## REQUIREMENT
Reproduce exactly the lines below from the one containing "return Err(AppError::UsernameTaken(record.username.clone()));" through the one containing "while let Some(entry)", including both, and nothing else.
----------
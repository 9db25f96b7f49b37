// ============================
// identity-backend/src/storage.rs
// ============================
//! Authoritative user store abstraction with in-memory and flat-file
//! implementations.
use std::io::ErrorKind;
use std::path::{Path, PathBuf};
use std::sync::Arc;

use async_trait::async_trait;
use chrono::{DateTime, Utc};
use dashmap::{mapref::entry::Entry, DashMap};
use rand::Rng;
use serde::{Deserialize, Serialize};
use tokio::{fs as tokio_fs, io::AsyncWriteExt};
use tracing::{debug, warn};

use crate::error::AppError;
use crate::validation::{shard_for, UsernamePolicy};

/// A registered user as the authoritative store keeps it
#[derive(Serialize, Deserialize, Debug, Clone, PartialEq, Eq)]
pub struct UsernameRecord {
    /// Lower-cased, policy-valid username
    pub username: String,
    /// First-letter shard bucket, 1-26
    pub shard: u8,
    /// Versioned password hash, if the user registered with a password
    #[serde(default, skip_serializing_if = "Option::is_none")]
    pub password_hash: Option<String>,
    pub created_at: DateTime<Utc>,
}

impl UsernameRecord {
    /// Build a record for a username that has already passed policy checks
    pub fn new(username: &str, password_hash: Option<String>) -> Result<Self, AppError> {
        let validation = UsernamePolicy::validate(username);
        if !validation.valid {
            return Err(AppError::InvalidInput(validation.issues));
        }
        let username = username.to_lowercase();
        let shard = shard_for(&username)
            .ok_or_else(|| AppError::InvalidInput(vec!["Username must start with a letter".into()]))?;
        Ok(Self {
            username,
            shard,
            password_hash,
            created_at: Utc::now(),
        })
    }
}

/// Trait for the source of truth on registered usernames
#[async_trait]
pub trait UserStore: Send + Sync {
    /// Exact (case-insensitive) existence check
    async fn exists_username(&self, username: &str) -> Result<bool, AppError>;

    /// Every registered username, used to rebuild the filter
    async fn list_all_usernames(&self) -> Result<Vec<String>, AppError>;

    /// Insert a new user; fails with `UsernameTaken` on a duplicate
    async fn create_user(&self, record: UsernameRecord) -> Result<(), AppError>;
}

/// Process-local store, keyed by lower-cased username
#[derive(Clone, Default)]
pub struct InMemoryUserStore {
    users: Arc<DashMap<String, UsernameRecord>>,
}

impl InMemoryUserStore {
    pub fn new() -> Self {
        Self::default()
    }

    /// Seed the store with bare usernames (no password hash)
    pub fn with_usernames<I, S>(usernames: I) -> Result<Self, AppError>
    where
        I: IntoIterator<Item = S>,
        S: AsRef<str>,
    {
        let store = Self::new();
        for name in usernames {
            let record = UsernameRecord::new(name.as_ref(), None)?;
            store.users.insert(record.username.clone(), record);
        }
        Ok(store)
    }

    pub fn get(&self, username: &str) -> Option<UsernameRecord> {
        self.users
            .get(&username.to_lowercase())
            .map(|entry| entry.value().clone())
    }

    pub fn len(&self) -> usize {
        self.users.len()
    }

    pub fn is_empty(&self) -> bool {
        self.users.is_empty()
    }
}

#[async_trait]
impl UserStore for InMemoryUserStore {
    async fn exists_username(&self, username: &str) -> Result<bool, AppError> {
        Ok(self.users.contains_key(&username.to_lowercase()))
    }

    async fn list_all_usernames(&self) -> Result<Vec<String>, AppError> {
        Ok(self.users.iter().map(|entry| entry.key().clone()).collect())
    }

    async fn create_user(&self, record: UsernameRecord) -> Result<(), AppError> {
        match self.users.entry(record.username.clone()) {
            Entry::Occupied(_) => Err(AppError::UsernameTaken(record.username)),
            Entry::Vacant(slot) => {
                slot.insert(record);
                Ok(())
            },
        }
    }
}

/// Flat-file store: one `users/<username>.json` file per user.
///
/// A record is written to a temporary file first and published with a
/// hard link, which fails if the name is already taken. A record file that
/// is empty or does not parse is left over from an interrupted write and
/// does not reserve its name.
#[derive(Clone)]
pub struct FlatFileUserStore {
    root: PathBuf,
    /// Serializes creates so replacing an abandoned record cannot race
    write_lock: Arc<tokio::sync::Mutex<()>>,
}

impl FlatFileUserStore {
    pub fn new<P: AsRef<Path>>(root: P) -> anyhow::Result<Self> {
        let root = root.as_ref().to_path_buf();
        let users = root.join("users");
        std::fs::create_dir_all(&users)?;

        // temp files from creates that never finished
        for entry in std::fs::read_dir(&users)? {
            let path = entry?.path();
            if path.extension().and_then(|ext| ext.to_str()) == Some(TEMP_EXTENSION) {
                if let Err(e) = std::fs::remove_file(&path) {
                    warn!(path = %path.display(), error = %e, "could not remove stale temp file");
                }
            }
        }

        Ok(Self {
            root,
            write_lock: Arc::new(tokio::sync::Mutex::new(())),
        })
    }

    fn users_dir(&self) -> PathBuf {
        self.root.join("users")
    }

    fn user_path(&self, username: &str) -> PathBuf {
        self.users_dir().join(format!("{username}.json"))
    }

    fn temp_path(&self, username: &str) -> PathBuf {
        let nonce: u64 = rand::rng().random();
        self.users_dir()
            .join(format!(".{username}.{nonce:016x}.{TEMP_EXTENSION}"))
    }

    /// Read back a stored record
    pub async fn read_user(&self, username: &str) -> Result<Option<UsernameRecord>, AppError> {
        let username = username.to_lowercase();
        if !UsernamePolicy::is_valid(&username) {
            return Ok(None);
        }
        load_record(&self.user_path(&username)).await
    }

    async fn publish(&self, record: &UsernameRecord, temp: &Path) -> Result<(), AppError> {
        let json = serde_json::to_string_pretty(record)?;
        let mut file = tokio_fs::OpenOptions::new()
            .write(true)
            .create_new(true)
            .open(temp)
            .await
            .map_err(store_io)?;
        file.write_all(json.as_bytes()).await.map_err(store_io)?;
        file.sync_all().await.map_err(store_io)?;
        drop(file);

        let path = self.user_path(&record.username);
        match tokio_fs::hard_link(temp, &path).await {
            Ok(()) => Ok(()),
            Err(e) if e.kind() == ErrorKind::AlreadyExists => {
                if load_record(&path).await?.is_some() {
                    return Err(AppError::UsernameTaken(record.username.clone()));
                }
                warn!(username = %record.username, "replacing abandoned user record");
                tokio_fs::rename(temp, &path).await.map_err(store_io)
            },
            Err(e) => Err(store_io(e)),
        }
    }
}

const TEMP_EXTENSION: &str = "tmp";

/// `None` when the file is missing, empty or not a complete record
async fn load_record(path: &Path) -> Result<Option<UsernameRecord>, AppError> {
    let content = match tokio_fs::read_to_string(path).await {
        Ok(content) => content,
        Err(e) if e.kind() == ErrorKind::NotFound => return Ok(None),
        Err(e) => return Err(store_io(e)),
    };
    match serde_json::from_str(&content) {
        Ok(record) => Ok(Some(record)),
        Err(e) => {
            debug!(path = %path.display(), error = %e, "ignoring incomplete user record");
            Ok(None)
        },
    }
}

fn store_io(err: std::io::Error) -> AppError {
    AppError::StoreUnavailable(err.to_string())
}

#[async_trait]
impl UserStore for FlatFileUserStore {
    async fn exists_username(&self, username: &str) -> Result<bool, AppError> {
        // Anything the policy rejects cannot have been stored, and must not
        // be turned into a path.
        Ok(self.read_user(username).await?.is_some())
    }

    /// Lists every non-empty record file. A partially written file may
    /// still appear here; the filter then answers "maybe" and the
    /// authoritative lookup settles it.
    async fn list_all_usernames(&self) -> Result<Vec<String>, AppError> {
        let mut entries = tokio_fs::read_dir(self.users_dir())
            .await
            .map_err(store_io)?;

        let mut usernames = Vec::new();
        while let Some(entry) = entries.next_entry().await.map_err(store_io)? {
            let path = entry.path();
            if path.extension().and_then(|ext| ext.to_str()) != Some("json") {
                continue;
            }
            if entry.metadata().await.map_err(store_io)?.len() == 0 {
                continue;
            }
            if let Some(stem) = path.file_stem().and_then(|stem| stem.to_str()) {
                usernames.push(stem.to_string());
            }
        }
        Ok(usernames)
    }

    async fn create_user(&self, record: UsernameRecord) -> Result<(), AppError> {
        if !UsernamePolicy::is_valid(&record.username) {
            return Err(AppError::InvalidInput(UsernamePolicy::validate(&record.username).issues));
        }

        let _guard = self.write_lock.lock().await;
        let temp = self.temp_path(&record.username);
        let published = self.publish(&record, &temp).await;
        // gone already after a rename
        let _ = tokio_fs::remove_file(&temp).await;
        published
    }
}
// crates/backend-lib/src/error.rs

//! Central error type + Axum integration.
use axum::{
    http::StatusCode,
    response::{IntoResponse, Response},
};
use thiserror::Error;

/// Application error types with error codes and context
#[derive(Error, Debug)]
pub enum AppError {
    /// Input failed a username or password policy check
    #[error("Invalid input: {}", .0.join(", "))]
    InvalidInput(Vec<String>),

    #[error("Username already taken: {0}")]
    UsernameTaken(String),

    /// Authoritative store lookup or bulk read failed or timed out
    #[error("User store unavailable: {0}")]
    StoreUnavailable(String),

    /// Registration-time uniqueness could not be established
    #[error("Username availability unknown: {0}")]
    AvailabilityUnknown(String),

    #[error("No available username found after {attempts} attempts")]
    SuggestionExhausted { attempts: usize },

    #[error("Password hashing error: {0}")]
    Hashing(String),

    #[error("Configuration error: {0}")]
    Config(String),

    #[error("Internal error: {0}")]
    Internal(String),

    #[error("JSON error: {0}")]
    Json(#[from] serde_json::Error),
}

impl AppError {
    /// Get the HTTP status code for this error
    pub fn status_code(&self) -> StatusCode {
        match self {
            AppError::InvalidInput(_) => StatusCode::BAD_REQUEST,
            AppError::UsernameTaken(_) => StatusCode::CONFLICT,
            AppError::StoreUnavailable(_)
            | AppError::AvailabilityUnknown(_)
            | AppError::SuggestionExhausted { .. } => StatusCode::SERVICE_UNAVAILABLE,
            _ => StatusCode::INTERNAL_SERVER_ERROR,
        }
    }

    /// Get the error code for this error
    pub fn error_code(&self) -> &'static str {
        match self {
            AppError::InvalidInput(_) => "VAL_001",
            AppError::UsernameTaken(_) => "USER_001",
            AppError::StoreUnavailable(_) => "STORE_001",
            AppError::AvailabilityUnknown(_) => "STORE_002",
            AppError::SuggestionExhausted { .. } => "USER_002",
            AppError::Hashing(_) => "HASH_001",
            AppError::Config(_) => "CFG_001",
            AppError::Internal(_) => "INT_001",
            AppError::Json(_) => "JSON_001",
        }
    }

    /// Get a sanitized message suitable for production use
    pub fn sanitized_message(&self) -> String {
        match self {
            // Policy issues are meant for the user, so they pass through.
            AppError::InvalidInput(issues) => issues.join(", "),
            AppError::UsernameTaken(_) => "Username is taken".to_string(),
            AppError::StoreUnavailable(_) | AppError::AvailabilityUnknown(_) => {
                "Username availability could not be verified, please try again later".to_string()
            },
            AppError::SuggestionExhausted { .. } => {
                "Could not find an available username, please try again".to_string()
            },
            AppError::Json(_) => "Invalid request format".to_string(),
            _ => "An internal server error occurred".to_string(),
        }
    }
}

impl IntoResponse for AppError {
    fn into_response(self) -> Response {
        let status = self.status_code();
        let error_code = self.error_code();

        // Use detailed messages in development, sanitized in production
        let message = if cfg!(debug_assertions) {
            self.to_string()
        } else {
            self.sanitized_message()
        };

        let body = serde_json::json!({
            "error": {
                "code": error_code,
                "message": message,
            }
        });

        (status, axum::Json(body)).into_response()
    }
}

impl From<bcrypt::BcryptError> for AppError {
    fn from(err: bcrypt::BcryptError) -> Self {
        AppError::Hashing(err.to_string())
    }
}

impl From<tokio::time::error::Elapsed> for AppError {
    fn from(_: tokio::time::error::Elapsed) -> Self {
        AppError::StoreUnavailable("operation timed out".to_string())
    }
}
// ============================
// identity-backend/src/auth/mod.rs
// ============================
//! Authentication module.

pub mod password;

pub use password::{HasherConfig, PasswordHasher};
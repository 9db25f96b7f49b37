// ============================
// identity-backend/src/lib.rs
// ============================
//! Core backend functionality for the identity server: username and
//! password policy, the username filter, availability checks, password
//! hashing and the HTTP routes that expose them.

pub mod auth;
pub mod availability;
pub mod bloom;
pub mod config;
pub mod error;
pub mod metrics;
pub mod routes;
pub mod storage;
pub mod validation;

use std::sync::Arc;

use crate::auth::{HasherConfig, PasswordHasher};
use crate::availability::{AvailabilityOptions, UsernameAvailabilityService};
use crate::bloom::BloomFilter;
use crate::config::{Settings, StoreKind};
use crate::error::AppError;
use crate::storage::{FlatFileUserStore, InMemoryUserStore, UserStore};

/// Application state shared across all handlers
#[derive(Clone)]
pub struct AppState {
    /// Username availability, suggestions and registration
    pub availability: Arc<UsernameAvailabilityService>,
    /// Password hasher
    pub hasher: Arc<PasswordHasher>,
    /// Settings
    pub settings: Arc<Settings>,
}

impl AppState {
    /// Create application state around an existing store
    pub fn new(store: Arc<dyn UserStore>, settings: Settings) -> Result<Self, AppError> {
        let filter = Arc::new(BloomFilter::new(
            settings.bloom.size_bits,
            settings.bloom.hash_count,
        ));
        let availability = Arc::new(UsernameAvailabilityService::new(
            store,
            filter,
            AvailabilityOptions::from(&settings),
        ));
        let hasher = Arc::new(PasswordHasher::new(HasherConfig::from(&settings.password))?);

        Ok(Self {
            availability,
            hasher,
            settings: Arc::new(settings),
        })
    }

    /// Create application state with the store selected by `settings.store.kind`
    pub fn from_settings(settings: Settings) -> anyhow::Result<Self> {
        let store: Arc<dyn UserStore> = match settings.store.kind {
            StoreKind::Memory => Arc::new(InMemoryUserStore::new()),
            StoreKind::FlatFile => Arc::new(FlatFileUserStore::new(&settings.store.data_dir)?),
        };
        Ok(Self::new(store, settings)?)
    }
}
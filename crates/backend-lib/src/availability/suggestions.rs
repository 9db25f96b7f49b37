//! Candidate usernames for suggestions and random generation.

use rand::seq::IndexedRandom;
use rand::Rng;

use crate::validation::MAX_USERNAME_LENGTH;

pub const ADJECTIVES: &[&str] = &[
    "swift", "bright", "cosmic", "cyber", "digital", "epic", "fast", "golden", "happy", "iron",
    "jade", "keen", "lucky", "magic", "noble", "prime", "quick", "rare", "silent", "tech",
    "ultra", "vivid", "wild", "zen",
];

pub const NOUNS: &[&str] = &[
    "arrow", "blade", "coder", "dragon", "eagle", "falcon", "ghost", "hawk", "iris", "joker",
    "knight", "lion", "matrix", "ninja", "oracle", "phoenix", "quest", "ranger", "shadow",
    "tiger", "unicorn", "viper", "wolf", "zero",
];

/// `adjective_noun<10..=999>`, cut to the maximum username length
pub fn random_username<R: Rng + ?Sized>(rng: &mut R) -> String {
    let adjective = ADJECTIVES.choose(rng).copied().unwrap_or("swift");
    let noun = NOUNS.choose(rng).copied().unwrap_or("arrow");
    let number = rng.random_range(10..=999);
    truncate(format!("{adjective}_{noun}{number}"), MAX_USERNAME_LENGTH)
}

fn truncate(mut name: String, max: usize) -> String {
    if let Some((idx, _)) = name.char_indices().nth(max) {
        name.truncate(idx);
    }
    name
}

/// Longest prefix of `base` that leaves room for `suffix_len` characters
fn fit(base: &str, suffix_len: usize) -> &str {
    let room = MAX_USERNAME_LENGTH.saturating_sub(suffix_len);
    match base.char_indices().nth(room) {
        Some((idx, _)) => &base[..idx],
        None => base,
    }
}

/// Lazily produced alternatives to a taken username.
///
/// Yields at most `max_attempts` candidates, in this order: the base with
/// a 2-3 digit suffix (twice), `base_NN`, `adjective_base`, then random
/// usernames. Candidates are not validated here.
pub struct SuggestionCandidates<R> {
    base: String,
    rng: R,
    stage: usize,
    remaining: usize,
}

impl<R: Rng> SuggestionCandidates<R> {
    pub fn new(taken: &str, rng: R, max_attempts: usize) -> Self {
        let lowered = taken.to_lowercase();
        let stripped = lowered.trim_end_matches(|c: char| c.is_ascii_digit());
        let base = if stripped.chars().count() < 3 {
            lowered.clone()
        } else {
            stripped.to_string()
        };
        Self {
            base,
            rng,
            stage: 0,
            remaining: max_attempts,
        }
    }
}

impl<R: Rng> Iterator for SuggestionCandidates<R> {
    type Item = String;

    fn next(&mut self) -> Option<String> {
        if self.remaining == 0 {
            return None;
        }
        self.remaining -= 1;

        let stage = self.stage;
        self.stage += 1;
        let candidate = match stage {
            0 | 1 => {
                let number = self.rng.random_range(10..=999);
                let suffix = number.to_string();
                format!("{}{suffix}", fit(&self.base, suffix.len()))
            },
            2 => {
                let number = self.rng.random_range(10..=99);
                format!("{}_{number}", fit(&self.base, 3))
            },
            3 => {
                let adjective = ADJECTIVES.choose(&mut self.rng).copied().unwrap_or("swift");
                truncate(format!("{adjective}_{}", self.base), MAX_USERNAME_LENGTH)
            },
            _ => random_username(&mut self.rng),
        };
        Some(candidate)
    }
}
----------
## FINISHED TASK
                    return Err(AppError::UsernameTaken(record.username.clone()));
                }
                warn!(username = %record.username, "replacing abandoned user record");
                tokio_fs::rename(temp, &path).await.map_err(store_io)
            },
            Err(e) => Err(store_io(e)),
        }
    }
}

const TEMP_EXTENSION: &str = "tmp";

/// `None` when the file is missing, empty or not a complete record
async fn load_record(path: &Path) -> Result<Option<UsernameRecord>, AppError> {
    let content = match tokio_fs::read_to_string(path).await {
        Ok(content) => content,
        Err(e) if e.kind() == ErrorKind::NotFound => return Ok(None),
        Err(e) => return Err(store_io(e)),
    };
    match serde_json::from_str(&content) {
        Ok(record) => Ok(Some(record)),
        Err(e) => {
            debug!(path = %path.display(), error = %e, "ignoring incomplete user record");
            Ok(None)
        },
    }
}

fn store_io(err: std::io::Error) -> AppError {
    AppError::StoreUnavailable(err.to_string())
}

#[async_trait]
impl UserStore for FlatFileUserStore {
    async fn exists_username(&self, username: &str) -> Result<bool, AppError> {
        // Anything the policy rejects cannot have been stored, and must not
        // be turned into a path.
        Ok(self.read_user(username).await?.is_some())
    }

    /// Lists every non-empty record file. A partially written file may
    /// still appear here; the filter then answers "maybe" and the
    /// authoritative lookup settles it.
    async fn list_all_usernames(&self) -> Result<Vec<String>, AppError> {
        let mut entries = tokio_fs::read_dir(self.users_dir())
            .await
            .map_err(store_io)?;

        let mut usernames = Vec::new();
        while let Some(entry) = entries.next_entry().await.map_err(store_io)? {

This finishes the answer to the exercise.